Copy out the records again. Change nothing.

-- Opening Marker --

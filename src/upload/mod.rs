//! Upload relay subsystem.
//!
//! Buffers one constrained file part in memory and re-encodes it as a
//! fresh outbound multipart body. Constraint violations never reach the
//! upstream.

pub mod relay;

pub use relay::{extract, RelayedUpload, UploadConstraint, FILE_FIELD, TEXT_FIELD};
//! Metrics collection and exposition.
//!
//! # Metrics
//! - `gateway_requests_total` (counter): total requests by method, status, route
//! - `gateway_request_duration_seconds` (histogram): latency distribution
//!
//! # Design Decisions
//! - Low-overhead metric updates (atomic operations in the recorder)
//! - The exporter is optional; when disabled, recording is a no-op

use std::net::SocketAddr;
use std::time::Instant;

use metrics_exporter_prometheus::PrometheusBuilder;

/// Install the Prometheus exporter on its own listener.
pub fn init_metrics(addr: SocketAddr) {
    match PrometheusBuilder::new().with_http_listener(addr).install() {
        Ok(()) => {
            tracing::info!(address = %addr, "Metrics exporter listening");
        }
        Err(e) => {
            tracing::error!(error = %e, "Failed to install metrics exporter");
        }
    }
}

/// Record one completed request.
pub fn record_request(method: &str, status: u16, route: &str, start: Instant) {
    let labels = [
        ("method", method.to_string()),
        ("status", status.to_string()),
        ("route", route.to_string()),
    ];
    metrics::counter!("gateway_requests_total", &labels).increment(1);
    metrics::histogram!("gateway_request_duration_seconds", &labels)
        .record(start.elapsed().as_secs_f64());
}
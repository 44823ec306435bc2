//! Route matching and prefix rewriting.
//!
//! # Responsibilities
//! - Match path prefix (case-sensitive) and method
//! - Rewrite the matched prefix to the upstream prefix
//! - Preserve the path remainder and query string byte-for-byte
//!
//! # Design Decisions
//! - Rules evaluated in declaration order; first match wins
//! - No regex to guarantee O(n) matching
//! - Compiled at startup, immutable at runtime

use axum::http::Method;

use crate::config::schema::{RelayKind, RouteConfig};

/// A compiled route rule.
#[derive(Debug, Clone)]
pub struct RouteRule {
    /// Route identifier for logging/metrics.
    pub name: String,

    /// Inbound path prefix to match.
    pub path_prefix: String,

    /// Replacement prefix on the upstream side.
    pub upstream_prefix: String,

    /// Allowed methods. Empty means any method.
    pub methods: Vec<Method>,

    /// Body relay kind for this route.
    pub relay: RelayKind,
}

impl RouteRule {
    fn matches(&self, method: &Method, path: &str) -> bool {
        if !path.starts_with(&self.path_prefix) {
            return false;
        }
        self.methods.is_empty() || self.methods.contains(method)
    }
}

/// Result of a successful route lookup.
#[derive(Debug)]
pub struct RouteMatch<'a> {
    /// The rule that matched.
    pub rule: &'a RouteRule,

    /// Rewritten path plus original query string, ready to append to the
    /// upstream base URL.
    pub target: String,
}

/// Ordered, immutable collection of route rules.
#[derive(Debug)]
pub struct RouteTable {
    rules: Vec<RouteRule>,
}

impl RouteTable {
    /// Compile route rules from configuration.
    ///
    /// Methods that fail to parse are dropped from the rule with a warning
    /// rather than failing startup.
    pub fn from_config(routes: &[RouteConfig]) -> Self {
        let rules = routes
            .iter()
            .map(|route| {
                let methods = route
                    .methods
                    .iter()
                    .filter_map(|m| match m.to_uppercase().parse::<Method>() {
                        Ok(method) => Some(method),
                        Err(_) => {
                            tracing::warn!(
                                route = %route.name,
                                method = %m,
                                "Dropping unparseable method from route"
                            );
                            None
                        }
                    })
                    .collect();

                RouteRule {
                    name: route.name.clone(),
                    path_prefix: route.path_prefix.clone(),
                    upstream_prefix: route.upstream_prefix.clone(),
                    methods,
                    relay: route.relay,
                }
            })
            .collect();

        Self { rules }
    }

    /// Find the first rule matching (method, path) and rewrite the target.
    ///
    /// Rewriting strips the matched prefix, prepends the upstream prefix,
    /// and appends the original query string unmodified.
    pub fn match_request(
        &self,
        method: &Method,
        path: &str,
        query: Option<&str>,
    ) -> Option<RouteMatch<'_>> {
        let rule = self.rules.iter().find(|r| r.matches(method, path))?;

        let remainder = &path[rule.path_prefix.len()..];
        let mut target = String::with_capacity(
            rule.upstream_prefix.len() + remainder.len() + query.map_or(0, |q| q.len() + 1),
        );
        target.push_str(&rule.upstream_prefix);
        target.push_str(remainder);
        if let Some(q) = query {
            target.push('?');
            target.push_str(q);
        }

        Some(RouteMatch { rule, target })
    }
}

#[cfg(test)]
mod tests {
    use super::*;
    use crate::config::schema::GatewayConfig;

    fn default_table() -> RouteTable {
        RouteTable::from_config(&GatewayConfig::default().routes)
    }

    #[test]
    fn map_route_rewrites_prefix_and_keeps_query() {
        let table = default_table();
        let m = table
            .match_request(&Method::GET, "/api/map/tree", Some("zoom=3&bbox=a%20b"))
            .unwrap();
        assert_eq!(m.rule.name, "map-data");
        assert_eq!(m.target, "/map/tree?zoom=3&bbox=a%20b");
    }

    #[test]
    fn map_route_without_query_has_no_question_mark() {
        let table = default_table();
        let m = table.match_request(&Method::GET, "/api/map/tree", None).unwrap();
        assert_eq!(m.target, "/map/tree");
    }

    #[test]
    fn first_match_wins_over_generic_rule() {
        let table = default_table();
        let m = table
            .match_request(&Method::POST, "/api/ai/image", None)
            .unwrap();
        assert_eq!(m.rule.name, "image-analysis");
        assert_eq!(m.rule.relay, RelayKind::Multipart);
        assert_eq!(m.target, "/ai/image");
    }

    #[test]
    fn method_mismatch_falls_through_to_generic_rule() {
        // POST /api/map/... is not allowed on the GET-only map rule, so the
        // generic rule picks it up and strips only "/api".
        let table = default_table();
        let m = table
            .match_request(&Method::POST, "/api/map/upload", None)
            .unwrap();
        assert_eq!(m.rule.name, "api");
        assert_eq!(m.target, "/map/upload");
    }

    #[test]
    fn generic_route_strips_api_prefix() {
        let table = default_table();
        let m = table
            .match_request(&Method::DELETE, "/api/records/7", Some("force=true"))
            .unwrap();
        assert_eq!(m.rule.name, "api");
        assert_eq!(m.target, "/records/7?force=true");
    }

    #[test]
    fn unmatched_path_returns_none() {
        let table = default_table();
        assert!(table.match_request(&Method::GET, "/static/app.js", None).is_none());
    }
}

-- Closing Marker --

--- WRITTEN ANSWER ---
filename src/upload/mod.rs
//! Upload relay subsystem.
//!
//! Buffers one constrained file part in memory and re-encodes it as a
//! fresh outbound multipart body. Constraint violations never reach the
//! upstream.

pub mod relay;

pub use relay::{extract, RelayedUpload, UploadConstraint, FILE_FIELD, TEXT_FIELD};
//! Metrics collection and exposition.
//!
//! # Metrics
//! - `gateway_requests_total` (counter): total requests by method, status, route
//! - `gateway_request_duration_seconds` (histogram): latency distribution
//!
//! # Design Decisions
//! - Low-overhead metric updates (atomic operations in the recorder)
//! - The exporter is optional; when disabled, recording is a no-op

use std::net::SocketAddr;
use std::time::Instant;

use metrics_exporter_prometheus::PrometheusBuilder;

/// Install the Prometheus exporter on its own listener.
pub fn init_metrics(addr: SocketAddr) {
    match PrometheusBuilder::new().with_http_listener(addr).install() {
        Ok(()) => {
            tracing::info!(address = %addr, "Metrics exporter listening");
        }
        Err(e) => {
            tracing::error!(error = %e, "Failed to install metrics exporter");
        }
    }
}

/// Record one completed request.
pub fn record_request(method: &str, status: u16, route: &str, start: Instant) {
    let labels = [
        ("method", method.to_string()),
        ("status", status.to_string()),
        ("route", route.to_string()),
    ];
    metrics::counter!("gateway_requests_total", &labels).increment(1);
    metrics::histogram!("gateway_request_duration_seconds", &labels)
        .record(start.elapsed().as_secs_f64());
}
repository 44823ec306435bc2
//! Route matching and prefix rewriting.
//!
//! # Responsibilities
//! - Match path prefix (case-sensitive) and method
//! - Rewrite the matched prefix to the upstream prefix
//! - Preserve the path remainder and query string byte-for-byte
//!
//! # Design Decisions
//! - Rules evaluated in declaration order; first match wins
//! - No regex to guarantee O(n) matching
//! - Compiled at startup, immutable at runtime

use axum::http::Method;

use crate::config::schema::{RelayKind, RouteConfig};

/// A compiled route rule.
#[derive(Debug, Clone)]
pub struct RouteRule {
    /// Route identifier for logging/metrics.
    pub name: String,

    /// Inbound path prefix to match.
    pub path_prefix: String,

    /// Replacement prefix on the upstream side.
    pub upstream_prefix: String,

    /// Allowed methods. Empty means any method.
    pub methods: Vec<Method>,

    /// Body relay kind for this route.
    pub relay: RelayKind,
}

impl RouteRule {
    fn matches(&self, method: &Method, path: &str) -> bool {
        if !path.starts_with(&self.path_prefix) {
            return false;
        }
        self.methods.is_empty() || self.methods.contains(method)
    }
}

/// Result of a successful route lookup.
#[derive(Debug)]
pub struct RouteMatch<'a> {
    /// The rule that matched.
    pub rule: &'a RouteRule,

    /// Rewritten path plus original query string, ready to append to the
    /// upstream base URL.
    pub target: String,
}

/// Ordered, immutable collection of route rules.
#[derive(Debug)]
pub struct RouteTable {
    rules: Vec<RouteRule>,
}

impl RouteTable {
    /// Compile route rules from configuration.
    ///
    /// Methods that fail to parse are dropped from the rule with a warning
    /// rather than failing startup.
    pub fn from_config(routes: &[RouteConfig]) -> Self {
        let rules = routes
            .iter()
            .map(|route| {
                let methods = route
                    .methods
                    .iter()
                    .filter_map(|m| match m.to_uppercase().parse::<Method>() {
                        Ok(method) => Some(method),
                        Err(_) => {
                            tracing::warn!(
                                route = %route.name,
                                method = %m,
                                "Dropping unparseable method from route"
                            );
                            None
                        }
                    })
                    .collect();

                RouteRule {
                    name: route.name.clone(),
                    path_prefix: route.path_prefix.clone(),
                    upstream_prefix: route.upstream_prefix.clone(),
                    methods,
                    relay: route.relay,
                }
            })
            .collect();

        Self { rules }
    }

    /// Find the first rule matching (method, path) and rewrite the target.
    ///
    /// Rewriting strips the matched prefix, prepends the upstream prefix,
    /// and appends the original query string unmodified.
    pub fn match_request(
        &self,
        method: &Method,
        path: &str,
        query: Option<&str>,
    ) -> Option<RouteMatch<'_>> {
        let rule = self.rules.iter().find(|r| r.matches(method, path))?;

        let remainder = &path[rule.path_prefix.len()..];
        let mut target = String::with_capacity(
            rule.upstream_prefix.len() + remainder.len() + query.map_or(0, |q| q.len() + 1),
        );
        target.push_str(&rule.upstream_prefix);
        target.push_str(remainder);
        if let Some(q) = query {
            target.push('?');
            target.push_str(q);
        }

        Some(RouteMatch { rule, target })
    }
}

#[cfg(test)]
mod tests {
    use super::*;
    use crate::config::schema::GatewayConfig;

    fn default_table() -> RouteTable {
        RouteTable::from_config(&GatewayConfig::default().routes)
    }

    #[test]
    fn map_route_rewrites_prefix_and_keeps_query() {
        let table = default_table();
        let m = table
            .match_request(&Method::GET, "/api/map/tree", Some("zoom=3&bbox=a%20b"))
            .unwrap();
        assert_eq!(m.rule.name, "map-data");
        assert_eq!(m.target, "/map/tree?zoom=3&bbox=a%20b");
    }

    #[test]
    fn map_route_without_query_has_no_question_mark() {
        let table = default_table();
        let m = table.match_request(&Method::GET, "/api/map/tree", None).unwrap();
        assert_eq!(m.target, "/map/tree");
    }

    #[test]
    fn first_match_wins_over_generic_rule() {
        let table = default_table();
        let m = table
            .match_request(&Method::POST, "/api/ai/image", None)
            .unwrap();
        assert_eq!(m.rule.name, "image-analysis");
        assert_eq!(m.rule.relay, RelayKind::Multipart);
        assert_eq!(m.target, "/ai/image");
    }

    #[test]
    fn method_mismatch_falls_through_to_generic_rule() {
        // POST /api/map/... is not allowed on the GET-only map rule, so the
        // generic rule picks it up and strips only "/api".
        let table = default_table();
        let m = table
            .match_request(&Method::POST, "/api/map/upload", None)
            .unwrap();
        assert_eq!(m.rule.name, "api");
        assert_eq!(m.target, "/map/upload");
    }

    #[test]
    fn generic_route_strips_api_prefix() {
        let table = default_table();
        let m = table
            .match_request(&Method::DELETE, "/api/records/7", Some("force=true"))
            .unwrap();
        assert_eq!(m.rule.name, "api");
        assert_eq!(m.target, "/records/7?force=true");
    }

    #[test]
    fn unmatched_path_returns_none() {
        let table = default_table();
        assert!(table.match_request(&Method::GET, "/static/app.js", None).is_none());
    }
}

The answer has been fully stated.